//! Real-time delta publisher
//!
//! Subscribers register a callback per channel. Each subscription gets its own
//! capped buffer and a bounded delivery queue drained by a dedicated task, so
//! a slow callback only ever backs up its own buffer. Publishing never waits:
//! when a subscriber's queue is full the batch goes back into its buffer, and
//! once the buffer cap is hit the oldest deltas are dropped and counted.

use chrono::Utc;
use derive_more::Display;
use parking_lot::Mutex;
use serde::{Deserialize, Serialize};
use std::collections::HashMap;
use std::sync::atomic::{AtomicU64, Ordering};
use std::sync::Arc;
use std::time::Duration;
use tokio::sync::{mpsc, watch};
use tokio::task::JoinHandle;
use tokio::time::{Instant, MissedTickBehavior};
use tracing::{debug, info, warn};
use uuid::Uuid;

use crate::infrastructure::log_messages;
use crate::publisher::buffer::DeltaBuffer;
use crate::publisher::delta::{ChannelName, Delta, DeltaBatch};
use crate::publisher::{DeltaSink, PublisherError};

/// Callback invoked with every delivered batch
pub type BatchHandler = Arc<dyn Fn(DeltaBatch) + Send + Sync>;

#[derive(Debug, Clone, Copy, PartialEq, Eq, Hash, Display, Serialize, Deserialize)]
pub struct SubscriptionId(Uuid);

impl SubscriptionId {
    pub fn new() -> Self {
        Self(Uuid::now_v7())
    }
}

impl Default for SubscriptionId {
    fn default() -> Self {
        Self::new()
    }
}

#[derive(Debug, Clone, PartialEq, Serialize, Deserialize)]
pub struct PublisherConfig {
    /// Longest a delta waits in a buffer before a flush
    pub flush_interval: Duration,
    /// Buffer length that triggers an immediate flush
    pub flush_threshold: usize,
    /// Per-subscription buffer cap
    pub max_buffer: usize,
    /// Batches queued for a subscriber's callback before it counts as slow
    pub subscriber_queue: usize,
}

impl Default for PublisherConfig {
    fn default() -> Self {
        Self {
            flush_interval: Duration::from_secs(1),
            flush_threshold: 50,
            max_buffer: 1_000,
            subscriber_queue: 16,
        }
    }
}

/// Snapshot of publisher counters
#[derive(Debug, Clone, Copy, PartialEq, Eq, Default, Serialize, Deserialize)]
pub struct PublisherStats {
    /// Deltas appended to subscription buffers
    pub deltas_published: u64,
    /// Deltas handed to subscriber callbacks
    pub deltas_delivered: u64,
    pub deltas_dropped: u64,
    pub batches_sent: u64,
    pub subscriptions: usize,
}

#[derive(Debug, Default)]
struct Counters {
    published: AtomicU64,
    delivered: AtomicU64,
    dropped: AtomicU64,
    batches: AtomicU64,
}

struct Subscription {
    id: SubscriptionId,
    buffer: DeltaBuffer,
    sender: mpsc::Sender<DeltaBatch>,
    closed: bool,
}

pub struct RealTimePublisher {
    config: PublisherConfig,
    channels: Mutex<HashMap<ChannelName, Vec<Subscription>>>,
    counters: Arc<Counters>,
    shutdown: watch::Sender<bool>,
    flusher: Mutex<Option<JoinHandle<()>>>,
}

impl RealTimePublisher {
    pub fn new(config: PublisherConfig) -> Self {
        let (shutdown, _) = watch::channel(false);
        Self {
            config,
            channels: Mutex::new(HashMap::new()),
            counters: Arc::new(Counters::default()),
            shutdown,
            flusher: Mutex::new(None),
        }
    }

    pub fn config(&self) -> &PublisherConfig {
        &self.config
    }

    /// Register `on_batch` for `channel`; must be called within a tokio runtime
    pub fn subscribe<F>(&self, channel: ChannelName, on_batch: F) -> SubscriptionId
    where
        F: Fn(DeltaBatch) + Send + Sync + 'static,
    {
        let handler: BatchHandler = Arc::new(on_batch);
        let (sender, mut receiver) = mpsc::channel::<DeltaBatch>(self.config.subscriber_queue.max(1));
        let id = SubscriptionId::new();
        let counters = Arc::clone(&self.counters);

        tokio::spawn(async move {
            while let Some(batch) = receiver.recv().await {
                let delivered = batch.updates.len() as u64;
                handler(batch);
                counters.delivered.fetch_add(delivered, Ordering::Relaxed);
            }
        });

        debug!(subscription = %id, channel = %channel, "Subscription registered");
        self.channels
            .lock()
            .entry(channel)
            .or_default()
            .push(Subscription {
                id,
                buffer: DeltaBuffer::new(self.config.max_buffer),
                sender,
                closed: false,
            });
        id
    }

    /// Remove one subscription; undelivered deltas in its buffer are discarded
    pub fn unsubscribe(&self, id: SubscriptionId) -> Result<(), PublisherError> {
        let mut channels = self.channels.lock();
        let found = channels.values_mut().any(|subscriptions| {
            match subscriptions.iter().position(|s| s.id == id) {
                Some(index) => {
                    subscriptions.remove(index);
                    true
                }
                None => false,
            }
        });
        if !found {
            return Err(PublisherError::UnknownSubscription { id });
        }
        channels.retain(|_, subscriptions| !subscriptions.is_empty());
        Ok(())
    }

    /// Remove every subscription on `channel`; returns how many were removed
    pub fn unsubscribe_channel(&self, channel: &ChannelName) -> usize {
        self.channels
            .lock()
            .remove(channel)
            .map_or(0, |subscriptions| subscriptions.len())
    }

    /// Append `delta` to every subscription on `channel`
    pub fn publish_to(&self, channel: &ChannelName, delta: &Delta) {
        let now = Instant::now();
        let mut channels = self.channels.lock();
        let Some(subscriptions) = channels.get_mut(channel) else {
            return;
        };

        for subscription in subscriptions.iter_mut() {
            self.counters.published.fetch_add(1, Ordering::Relaxed);
            let dropped = subscription.buffer.push(delta.clone(), now);
            self.record_dropped(channel, subscription.id, dropped);
            if subscription.buffer.len() >= self.config.flush_threshold {
                self.flush_subscription(channel, subscription, now);
            }
        }
        subscriptions.retain(|s| !s.closed);
    }

    /// Flush every subscription whose buffer is due
    pub fn flush_due(&self) {
        let now = Instant::now();
        let mut channels = self.channels.lock();
        for (channel, subscriptions) in channels.iter_mut() {
            for subscription in subscriptions.iter_mut() {
                if subscription.buffer.is_due(
                    now,
                    self.config.flush_threshold,
                    self.config.flush_interval,
                ) {
                    self.flush_subscription(channel, subscription, now);
                }
            }
            subscriptions.retain(|s| !s.closed);
        }
    }

    /// Flush every non-empty buffer regardless of timing
    pub fn flush_all(&self) {
        let now = Instant::now();
        let mut channels = self.channels.lock();
        for (channel, subscriptions) in channels.iter_mut() {
            for subscription in subscriptions.iter_mut() {
                if !subscription.buffer.is_empty() {
                    self.flush_subscription(channel, subscription, now);
                }
            }
            subscriptions.retain(|s| !s.closed);
        }
    }

    fn flush_subscription(&self, channel: &ChannelName, subscription: &mut Subscription, now: Instant) {
        let updates = subscription.buffer.begin_flush();
        if updates.is_empty() {
            subscription.buffer.finish_flush(Vec::new(), now);
            return;
        }

        let batch = DeltaBatch {
            channel: channel.clone(),
            updates,
            timestamp: Utc::now(),
        };
        match subscription.sender.try_send(batch) {
            Ok(()) => {
                self.counters.batches.fetch_add(1, Ordering::Relaxed);
                subscription.buffer.finish_flush(Vec::new(), now);
            }
            Err(mpsc::error::TrySendError::Full(batch)) => {
                let dropped = subscription.buffer.finish_flush(batch.updates, now);
                self.record_dropped(channel, subscription.id, dropped);
            }
            Err(mpsc::error::TrySendError::Closed(_)) => {
                debug!(subscription = %subscription.id, "Subscriber gone, removing");
                subscription.closed = true;
            }
        }
    }

    fn record_dropped(&self, channel: &ChannelName, id: SubscriptionId, dropped: usize) {
        if dropped == 0 {
            return;
        }
        let total = self
            .counters
            .dropped
            .fetch_add(dropped as u64, Ordering::Relaxed)
            + dropped as u64;
        warn!(
            channel = %channel,
            subscription = %id,
            dropped,
            deltas_dropped = total,
            "{}",
            log_messages::publisher::DELTAS_DROPPED
        );
    }

    /// Start the background flush timer
    pub fn start(self: &Arc<Self>) {
        let mut flusher = self.flusher.lock();
        if flusher.is_some() {
            return;
        }

        let publisher = Arc::clone(self);
        let mut shutdown = self.shutdown.subscribe();
        let tick = (self.config.flush_interval / 10).max(Duration::from_millis(5));
        *flusher = Some(tokio::spawn(async move {
            let mut ticker = tokio::time::interval(tick);
            ticker.set_missed_tick_behavior(MissedTickBehavior::Skip);
            info!("{}", log_messages::publisher::FLUSHER_STARTED);
            loop {
                tokio::select! {
                    _ = ticker.tick() => publisher.flush_due(),
                    changed = shutdown.changed() => {
                        if changed.is_err() || *shutdown.borrow() {
                            break;
                        }
                    }
                }
            }
            info!("{}", log_messages::publisher::FLUSHER_STOPPED);
        }));
    }

    /// Stop the flush timer and flush whatever is still buffered
    pub async fn stop(&self) {
        let _ = self.shutdown.send(true);
        let handle = self.flusher.lock().take();
        if let Some(handle) = handle {
            if let Err(e) = handle.await {
                warn!("Publisher flusher ended abnormally: {}", e);
            }
        }
        self.flush_all();
    }

    pub fn stats(&self) -> PublisherStats {
        PublisherStats {
            deltas_published: self.counters.published.load(Ordering::Relaxed),
            deltas_delivered: self.counters.delivered.load(Ordering::Relaxed),
            deltas_dropped: self.counters.dropped.load(Ordering::Relaxed),
            batches_sent: self.counters.batches.load(Ordering::Relaxed),
            subscriptions: self.channels.lock().values().map(Vec::len).sum(),
        }
    }
}

impl DeltaSink for RealTimePublisher {
    fn publish(&self, delta: Delta) {
        for channel in delta.channels() {
            self.publish_to(&channel, &delta);
        }
    }
}

impl std::fmt::Debug for RealTimePublisher {
    fn fmt(&self, f: &mut std::fmt::Formatter<'_>) -> std::fmt::Result {
        f.debug_struct("RealTimePublisher")
            .field("config", &self.config)
            .field("stats", &self.stats())
            .finish()
    }
}
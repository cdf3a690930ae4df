use chat_analytics::analysis::trend;
use chat_analytics::domain::enrichment::Enricher;
use chat_analytics::domain::events::{Event, EventId, EventKind, TokenUsage};
use chat_analytics::domain::metrics::{AggregateBucket, IntervalType, Tags, TimeRange};
use chat_analytics::processor::{InMemoryDeadLetterSink, ProcessorConfig, StreamProcessor};
use chat_analytics::publisher::{Delta, DeltaSink};
use chat_analytics::store::{InMemoryStore, TimeSeriesStore};
use chrono::Duration;
use proptest::prelude::*;
use std::collections::BTreeMap;
use std::sync::Arc;

use crate::generators::{base_time, metric, points};
use crate::runtime;

struct Discard;

impl DeltaSink for Discard {
    fn publish(&self, _delta: Delta) {}
}

type BucketState = BTreeMap<(i64, String), (u64, f64, f64, f64)>;

async fn bucket_state(store: &InMemoryStore, interval: IntervalType) -> BucketState {
    let range = TimeRange::new(base_time(), base_time() + Duration::days(1)).unwrap();
    store
        .buckets(&metric(), interval, &range, &Tags::new())
        .await
        .unwrap()
        .iter()
        .map(|b: &AggregateBucket| {
            (
                (b.bucket_start().timestamp(), b.tags().fingerprint()),
                (b.count(), b.sum(), b.min(), b.max()),
            )
        })
        .collect()
}

fn token_events(values: &[u32]) -> Vec<Event> {
    values
        .iter()
        .enumerate()
        .map(|(i, v)| {
            Event::new(
                EventId::try_new(format!("evt-{i}")).unwrap(),
                base_time() + Duration::seconds(i as i64 * 37),
                EventKind::TokenUsage(TokenUsage {
                    model: "gpt-4o".to_string(),
                    prompt_tokens: u64::from(*v),
                    completion_tokens: 0,
                }),
            )
        })
        .collect()
}

fn processor(store: Arc<InMemoryStore>) -> StreamProcessor {
    StreamProcessor::new(
        &ProcessorConfig::default(),
        Enricher::default(),
        store,
        Arc::new(InMemoryDeadLetterSink::new()),
        Arc::new(Discard),
    )
}

proptest! {
    #[test]
    fn redelivery_does_not_change_buckets(
        values in prop::collection::vec(0u32..10_000, 1..50),
        redeliver in prop::collection::vec(any::<prop::sample::Index>(), 1..20),
    ) {
        runtime().block_on(async {
            let events = token_events(&values);

            let once = Arc::new(InMemoryStore::default());
            processor(once.clone()).process_batch(events.clone()).await;

            let twice = Arc::new(InMemoryStore::default());
            let redelivering = processor(twice.clone());
            redelivering.process_batch(events.clone()).await;
            let duplicates: Vec<Event> =
                redeliver.iter().map(|i| i.get(&events).clone()).collect();
            let outcome = redelivering.process_batch(duplicates).await;

            prop_assert_eq!(outcome.accepted, 0);
            for interval in IntervalType::ALL {
                prop_assert_eq!(
                    bucket_state(&once, interval).await,
                    bucket_state(&twice, interval).await
                );
            }
            Ok(())
        })?;
    }

    #[test]
    fn batch_order_does_not_change_buckets(
        points in points(),
        batch_size in 1usize..20,
        seed in any::<u64>(),
    ) {
        runtime().block_on(async {
            let forward = InMemoryStore::default();
            for chunk in points.chunks(batch_size) {
                forward.write_points(&metric(), chunk).await.unwrap();
            }

            // deterministic shuffle of the batch order
            let mut chunks: Vec<_> = points.chunks(batch_size).collect();
            let len = chunks.len();
            let mut state = seed;
            for i in (1..len).rev() {
                state = state.wrapping_mul(6364136223846793005).wrapping_add(1442695040888963407);
                chunks.swap(i, (state >> 33) as usize % (i + 1));
            }
            let shuffled = InMemoryStore::default();
            for chunk in chunks {
                shuffled.write_points(&metric(), chunk).await.unwrap();
            }

            for interval in IntervalType::ALL {
                prop_assert_eq!(
                    bucket_state(&forward, interval).await,
                    bucket_state(&shuffled, interval).await
                );
            }
            Ok(())
        })?;
    }

    #[test]
    fn minute_buckets_add_up_to_hour_buckets(points in points()) {
        runtime().block_on(async {
            let store = InMemoryStore::default();
            store.write_points(&metric(), &points).await.unwrap();

            let minutes = bucket_state(&store, IntervalType::OneMinute).await;
            let hours = bucket_state(&store, IntervalType::OneHour).await;

            let mut rolled_up: BucketState = BTreeMap::new();
            for ((start, tags), (count, sum, min, max)) in minutes {
                let hour = start.div_euclid(3600) * 3600;
                let entry = rolled_up
                    .entry((hour, tags))
                    .or_insert((0, 0.0, f64::INFINITY, f64::NEG_INFINITY));
                entry.0 += count;
                entry.1 += sum;
                entry.2 = entry.2.min(min);
                entry.3 = entry.3.max(max);
            }

            prop_assert_eq!(rolled_up.len(), hours.len());
            for (key, (count, sum, min, max)) in hours {
                let (r_count, r_sum, r_min, r_max) = rolled_up[&key];
                prop_assert_eq!(count, r_count);
                prop_assert!((sum - r_sum).abs() <= 1e-9 * sum.abs().max(1.0));
                prop_assert_eq!(min, r_min);
                prop_assert_eq!(max, r_max);
            }
            Ok(())
        })?;
    }

    #[test]
    fn trend_is_deterministic(values in prop::collection::vec(-1e6f64..1e6, 3..100)) {
        let first = trend(&values).unwrap();
        let second = trend(&values).unwrap();
        prop_assert_eq!(first.slope.to_bits(), second.slope.to_bits());
        prop_assert_eq!(first.confidence.to_bits(), second.confidence.to_bits());
    }
}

......

Activity:
In the material above, which lines contain "twice"? Copy each of them.

Written solution:
            let twice = Arc::new(InMemoryStore::default());
            let redelivering = processor(twice.clone());
                    bucket_state(&twice, interval).await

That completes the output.